Structural changes in H3 and H6 upon rhodopsin activation. Packing interactions are shown between H3 and H6 in the crystal structure of rhodopsin (PDB access code = 1GZM) (A), Meta I (B) and in the crystal structure of Meta II (PDB access code = 3PXO) (C). The Meta I structure is based on MD simulations guided by NMR constraints. NMR measurements between Arg135^3.50 and Met257^6.40, in combination with azido labeling studies²³ and EPR³ measurements of Meta I and Meta II, are consistent with rotation of H6. Trp265^6.48 in the conserved CWxP motif on H6 is locked in place in dark rhodopsin by the 11-cis retinal chromophore. Retinal isomerization releases the packing constraints on the Trp265^6.48 indole ring.
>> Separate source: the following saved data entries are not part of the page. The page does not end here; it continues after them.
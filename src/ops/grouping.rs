use indexmap::IndexMap;

use crate::model::row::{Row, sort_by_order};

/// A group of rows, derived from the flat row list.
///
/// Members are always sorted ascending by order key, so the first member is
/// the group's header.
#[derive(Debug, Clone, PartialEq)]
pub struct Group {
    pub id: String,
    pub members: Vec<Row>,
}

impl Group {
    pub fn len(&self) -> usize {
        self.members.len()
    }

    pub fn is_empty(&self) -> bool {
        self.members.is_empty()
    }

    /// The header row (smallest order key)
    pub fn header(&self) -> Option<&Row> {
        self.members.first()
    }

    pub fn first_key(&self) -> Option<f64> {
        self.members.first().map(|r| r.order)
    }

    pub fn last_key(&self) -> Option<f64> {
        self.members.last().map(|r| r.order)
    }
}

/// How `flatten` treats order keys
#[derive(Debug, Clone, Copy, PartialEq)]
pub enum Renumber {
    /// Leave every key as it is
    Keep,
    /// Rewrite keys to `step, 2*step, ...` in output order
    Sequential { step: f64 },
}

/// Split rows into groups.
///
/// Groups come back ordered by their header's key, members ascending by key.
pub fn partition(rows: &[Row]) -> Vec<Group> {
    let mut sorted = rows.to_vec();
    sort_by_order(&mut sorted);

    // Rows are visited in key order, so first-seen order is header order.
    let mut groups: IndexMap<String, Vec<Row>> = IndexMap::new();
    for row in sorted {
        groups.entry(row.group.clone()).or_default().push(row);
    }

    groups
        .into_iter()
        .map(|(id, members)| Group { id, members })
        .collect()
}

/// Concatenate groups back into a flat row list, in list order.
pub fn flatten(groups: Vec<Group>, renumber: Renumber) -> Vec<Row> {
    let mut rows: Vec<Row> = groups.into_iter().flat_map(|g| g.members).collect();
    if let Renumber::Sequential { step } = renumber {
        for (i, row) in rows.iter_mut().enumerate() {
            row.order = (i + 1) as f64 * step;
        }
    }
    rows
}

/// Find one group by ID. `None` if no row carries that group.
pub fn find_group(rows: &[Row], group_id: &str) -> Option<Group> {
    let mut members: Vec<Row> = rows.iter().filter(|r| r.group == group_id).cloned().collect();
    if members.is_empty() {
        return None;
    }
    sort_by_order(&mut members);
    Some(Group {
        id: group_id.to_string(),
        members,
    })
}
pub mod lock;
pub mod table_io;
use std::collections::{HashMap, HashSet};

use serde::Serialize;

use crate::model::config::OrderConfig;
use crate::model::row::{Row, sort_by_order};
use crate::ops::grouping::partition;

/// Structured result from `gt check`, suitable for --json output.
#[derive(Debug, Default, Serialize)]
pub struct CheckResult {
    pub valid: bool,
    pub errors: Vec<CheckError>,
    pub warnings: Vec<CheckWarning>,
}

/// A broken invariant. Moves on a table with errors may misbehave.
#[derive(Debug, Clone, PartialEq, Serialize)]
#[serde(tag = "type")]
pub enum CheckError {
    /// Two or more rows share an order key
    #[serde(rename = "duplicate_key")]
    DuplicateKey { order: f64, row_ids: Vec<String> },
    /// Order key is NaN or infinite
    #[serde(rename = "non_finite_key")]
    NonFiniteKey { row_id: String },
    /// Two rows share an ID
    #[serde(rename = "duplicate_row_id")]
    DuplicateRowId { row_id: String },
    /// A group's rows are split by another group's rows
    #[serde(rename = "interleaved_group")]
    InterleavedGroup { group: String, split_by: String },
}

/// Something worth fixing that does not break moves.
#[derive(Debug, Clone, PartialEq, Serialize)]
#[serde(tag = "type")]
pub enum CheckWarning {
    /// Adjacent keys are closer than `order.min_gap`
    #[serde(rename = "tight_gap")]
    TightGap { before: String, after: String, gap: f64 },
    /// Stored span disagrees with the group's actual size
    #[serde(rename = "stale_span")]
    StaleSpan {
        row_id: String,
        expected: Option<usize>,
        found: Option<usize>,
    },
    /// Row has an empty group ID
    #[serde(rename = "empty_group")]
    EmptyGroup { row_id: String },
}

/// Validate a row list and return structured results.
///
/// Read-only. Checks performed:
/// 1. Order keys are finite and unique
/// 2. Row IDs are unique
/// 3. Every group occupies one contiguous run of keys
/// 4. Warnings for tight gaps, stale spans, empty group IDs
pub fn check_rows(rows: &[Row], config: &OrderConfig) -> CheckResult {
    let mut result = CheckResult::default();
    let mut sorted = rows.to_vec();
    sort_by_order(&mut sorted);

    check_keys(&sorted, config, &mut result);
    check_ids(&sorted, &mut result);
    check_contiguity(&sorted, &mut result);
    check_spans(&sorted, &mut result);

    for row in &sorted {
        if row.group.is_empty() {
            result.warnings.push(CheckWarning::EmptyGroup {
                row_id: row.id.clone(),
            });
        }
    }

    result.valid = result.errors.is_empty();
    result
}

fn check_keys(sorted: &[Row], config: &OrderConfig, result: &mut CheckResult) {
    for row in sorted {
        if !row.order.is_finite() {
            result.errors.push(CheckError::NonFiniteKey {
                row_id: row.id.clone(),
            });
        }
    }

    // Sorted, so equal keys are adjacent
    let mut i = 0;
    while i < sorted.len() {
        let mut j = i + 1;
        while j < sorted.len() && sorted[j].order == sorted[i].order {
            j += 1;
        }
        if j - i > 1 {
            result.errors.push(CheckError::DuplicateKey {
                order: sorted[i].order,
                row_ids: sorted[i..j].iter().map(|r| r.id.clone()).collect(),
            });
        }
        i = j;
    }

    for pair in sorted.windows(2) {
        let gap = pair[1].order - pair[0].order;
        if gap > 0.0 && gap < config.min_gap {
            result.warnings.push(CheckWarning::TightGap {
                before: pair[0].id.clone(),
                after: pair[1].id.clone(),
                gap,
            });
        }
    }
}

fn check_ids(sorted: &[Row], result: &mut CheckResult) {
    let mut seen = HashSet::new();
    let mut reported = HashSet::new();
    for row in sorted {
        if !seen.insert(row.id.as_str()) && reported.insert(row.id.as_str()) {
            result.errors.push(CheckError::DuplicateRowId {
                row_id: row.id.clone(),
            });
        }
    }
}

fn check_contiguity(sorted: &[Row], result: &mut CheckResult) {
    let mut closed: HashSet<&str> = HashSet::new();
    let mut reported: HashSet<&str> = HashSet::new();
    let mut current: Option<&str> = None;

    for row in sorted {
        let group = row.group.as_str();
        if current == Some(group) {
            continue;
        }
        if let Some(prev) = current {
            closed.insert(prev);
        }
        if closed.contains(group) && reported.insert(group) {
            result.errors.push(CheckError::InterleavedGroup {
                group: group.to_string(),
                split_by: current.unwrap_or_default().to_string(),
            });
        }
        current = Some(group);
    }
}

fn check_spans(sorted: &[Row], result: &mut CheckResult) {
    let expected: HashMap<String, usize> = partition(sorted)
        .into_iter()
        .filter_map(|g| g.header().map(|h| (h.id.clone(), g.len())))
        .collect();

    for row in sorted {
        let want = expected.get(&row.id).copied();
        if row.span != want {
            result.warnings.push(CheckWarning::StaleSpan {
                row_id: row.id.clone(),
                expected: want,
                found: row.span,
            });
        }
    }
}
use std::collections::HashMap;
use std::fs;
use std::io::{self, Write};
use std::path::{Path, PathBuf};

use tempfile::NamedTempFile;
use tracing::debug;

use crate::model::row::{Row, sort_by_order};
use crate::model::table::{Table, TableDoc};

/// File name looked for during discovery
pub const TABLE_FILE: &str = "table.toml";

/// Error type for table I/O operations
#[derive(Debug, thiserror::Error)]
pub enum TableError {
    #[error("not a grouptable directory: no table.toml found")]
    NotATable,
    #[error("could not read {path}: {source}")]
    ReadError { path: PathBuf, source: io::Error },
    #[error("could not write {path}: {source}")]
    WriteError { path: PathBuf, source: io::Error },
    #[error("could not parse table.toml: {0}")]
    ParseError(#[from] toml::de::Error),
    #[error("could not parse table.toml: {0}")]
    DocumentError(#[from] toml_edit::TomlError),
    #[error("cannot rewrite rows in table.toml: {0}")]
    UnsupportedLayout(String),
    #[error("io error: {0}")]
    IoError(#[from] io::Error),
}

/// Walk up from `start` looking for a directory that contains table.toml.
pub fn discover_table(start: &Path) -> Result<PathBuf, TableError> {
    let mut current = start.to_path_buf();
    loop {
        if current.join(TABLE_FILE).is_file() {
            return Ok(current);
        }
        if !current.pop() {
            return Err(TableError::NotATable);
        }
    }
}

/// Load the table in `root`.
///
/// Rows come back sorted by key. Stored spans are kept as written so that
/// `gt check` can report stale ones.
pub fn load_table(root: &Path) -> Result<Table, TableError> {
    let path = root.join(TABLE_FILE);
    let text = fs::read_to_string(&path).map_err(|e| TableError::ReadError {
        path: path.clone(),
        source: e,
    })?;
    let mut doc: TableDoc = toml::from_str(&text)?;
    let source: toml_edit::DocumentMut = text.parse()?;
    sort_by_order(&mut doc.rows);
    debug!(path = %path.display(), rows = doc.rows.len(), "loaded table");

    Ok(Table {
        root: root.to_path_buf(),
        path,
        doc,
        source,
    })
}

/// Replace the table's rows and write the file back.
///
/// Only `group`, `order` and `span` are touched in the document; comments and
/// payload formatting survive. Row entries are re-sorted by key so the file
/// reads in table order.
pub fn save_rows(table: &mut Table, rows: Vec<Row>) -> Result<(), TableError> {
    apply_rows(&mut table.source, &rows)?;
    atomic_write(&table.path, table.source.to_string().as_bytes()).map_err(|e| {
        TableError::WriteError {
            path: table.path.clone(),
            source: e,
        }
    })?;
    debug!(path = %table.path.display(), rows = rows.len(), "saved table");
    table.doc.rows = rows;
    Ok(())
}

/// Write ordering fields from `rows` into the rows of `doc`.
///
/// Rows may be written as `[[rows]]` tables or as an inline `rows = [...]`
/// array of inline tables. Anything else is an error, never a silent skip.
pub fn apply_rows(doc: &mut toml_edit::DocumentMut, rows: &[Row]) -> Result<(), TableError> {
    let by_id: HashMap<&str, &Row> = rows.iter().map(|r| (r.id.as_str(), r)).collect();
    let Some(item) = doc.get_mut("rows") else {
        if rows.is_empty() {
            return Ok(());
        }
        return Err(TableError::UnsupportedLayout("no `rows` entry".to_string()));
    };

    if let Some(entries) = item.as_array_of_tables_mut() {
        rewrite_table_array(entries, &by_id);
        return Ok(());
    }
    match item.as_array_mut() {
        Some(entries) if entries.iter().all(|v| v.is_inline_table()) => {
            rewrite_inline_array(entries, &by_id);
            Ok(())
        }
        _ => Err(TableError::UnsupportedLayout(
            "`rows` must be [[rows]] tables or an array of inline tables".to_string(),
        )),
    }
}

fn rewrite_table_array(entries: &mut toml_edit::ArrayOfTables, by_id: &HashMap<&str, &Row>) {
    let mut tables: Vec<(f64, toml_edit::Table)> = Vec::with_capacity(entries.len());
    for table in entries.iter() {
        let mut table = table.clone();
        let row = table
            .get("id")
            .and_then(|v| v.as_str())
            .and_then(|id| by_id.get(id).copied());
        let order = match row {
            Some(row) => {
                table["group"] = toml_edit::value(row.group.as_str());
                table["order"] = toml_edit::value(row.order);
                match row.span {
                    Some(span) => table["span"] = toml_edit::value(span as i64),
                    None => {
                        table.remove("span");
                    }
                }
                row.order
            }
            None => f64::INFINITY,
        };
        tables.push((order, table));
    }

    // The document renders tables by parse position, so hand the existing
    // positions out again in the new order.
    let mut positions: Vec<Option<usize>> = tables.iter().map(|(_, t)| t.position()).collect();
    positions.sort();

    tables.sort_by(|a, b| a.0.total_cmp(&b.0));
    entries.clear();
    for ((_, mut table), position) in tables.into_iter().zip(positions) {
        if let Some(position) = position {
            table.set_position(position);
        }
        entries.push(table);
    }
}

fn rewrite_inline_array(entries: &mut toml_edit::Array, by_id: &HashMap<&str, &Row>) {
    // Leading whitespace belongs to the slot, not the row.
    let decors: Vec<toml_edit::Decor> = entries.iter().map(|v| v.decor().clone()).collect();

    let mut values: Vec<(f64, toml_edit::Value)> = Vec::with_capacity(entries.len());
    for value in entries.iter() {
        let mut value = value.clone();
        let order = match value.as_inline_table_mut() {
            Some(table) => {
                let row = table
                    .get("id")
                    .and_then(|v| v.as_str())
                    .and_then(|id| by_id.get(id).copied());
                match row {
                    Some(row) => {
                        set_inline(table, "group", row.group.as_str().into());
                        set_inline(table, "order", row.order.into());
                        match row.span {
                            Some(span) => set_inline(table, "span", (span as i64).into()),
                            None => {
                                table.remove("span");
                            }
                        }
                        row.order
                    }
                    None => f64::INFINITY,
                }
            }
            None => f64::INFINITY,
        };
        values.push((order, value));
    }

    values.sort_by(|a, b| a.0.total_cmp(&b.0));
    entries.clear();
    for ((_, mut value), decor) in values.into_iter().zip(decors) {
        *value.decor_mut() = decor;
        entries.push_formatted(value);
    }
}

/// Replace or add `key`, keeping the spacing of a value it replaces
fn set_inline(table: &mut toml_edit::InlineTable, key: &str, mut value: toml_edit::Value) {
    if let Some(old) = table.get(key) {
        *value.decor_mut() = old.decor().clone();
    }
    table.insert(key, value);
}

/// Write a brand-new table file. Fails if one exists unless `force` is set.
pub fn write_new_table(root: &Path, content: &str, force: bool) -> Result<PathBuf, TableError> {
    let path = root.join(TABLE_FILE);
    if path.exists() && !force {
        return Err(TableError::WriteError {
            path,
            source: io::Error::new(io::ErrorKind::AlreadyExists, "file exists (use --force)"),
        });
    }
    fs::create_dir_all(root)?;
    atomic_write(&path, content.as_bytes()).map_err(|e| TableError::WriteError {
        path: path.clone(),
        source: e,
    })?;
    Ok(path)
}

/// Write `content` to `path` atomically using a temp file + rename.
pub fn atomic_write(path: &Path, content: &[u8]) -> io::Result<()> {
    let dir = path.parent().unwrap_or(Path::new("."));
    let mut tmp = NamedTempFile::new_in(dir)?;
    tmp.write_all(content)?;
    tmp.flush()?;
    tmp.persist(path).map_err(|e| e.error)?;
    Ok(())
}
Gly121^3.36 on H3 is strictly conserved in the visual receptors.¹ The small side chain facilitates packing of the Trp265^6.48 side chain in dark rhodopsin, but does not hinder H6 rotation. Leu128^3.43 and Met257^6.40 are closely packed in dark rhodopsin. Leu128^3.43 is highly conserved (78%) in GPCRs and is part of a tightly packed transmembrane core.¹ The rotation of H6 is facilitated by the small side chain at position 132^3.48. This position is highly conserved in the GPCRs as either an alanine (36%) or a serine (50%).⁶³ The Arg135^3.50 side chain interacts with Glu247^6.30 in the dark and is prevented from moving toward the Met257^6.40 by Val254^6.37. Val254^6.37 is conserved (63%) as a β-branched amino acid across the Class A GPCRs. Rotation of H6 breaks the Arg135^3.50- Glu247^6.30 interaction and removes the steric interaction with Val254^6.37. The side chain of Glu247^6.30 is in an intermediate position between Arg135^3.50 and Lys231^5.66; a Glu247^6.30 - Lys231^5.66 salt-bridge forms in Meta II.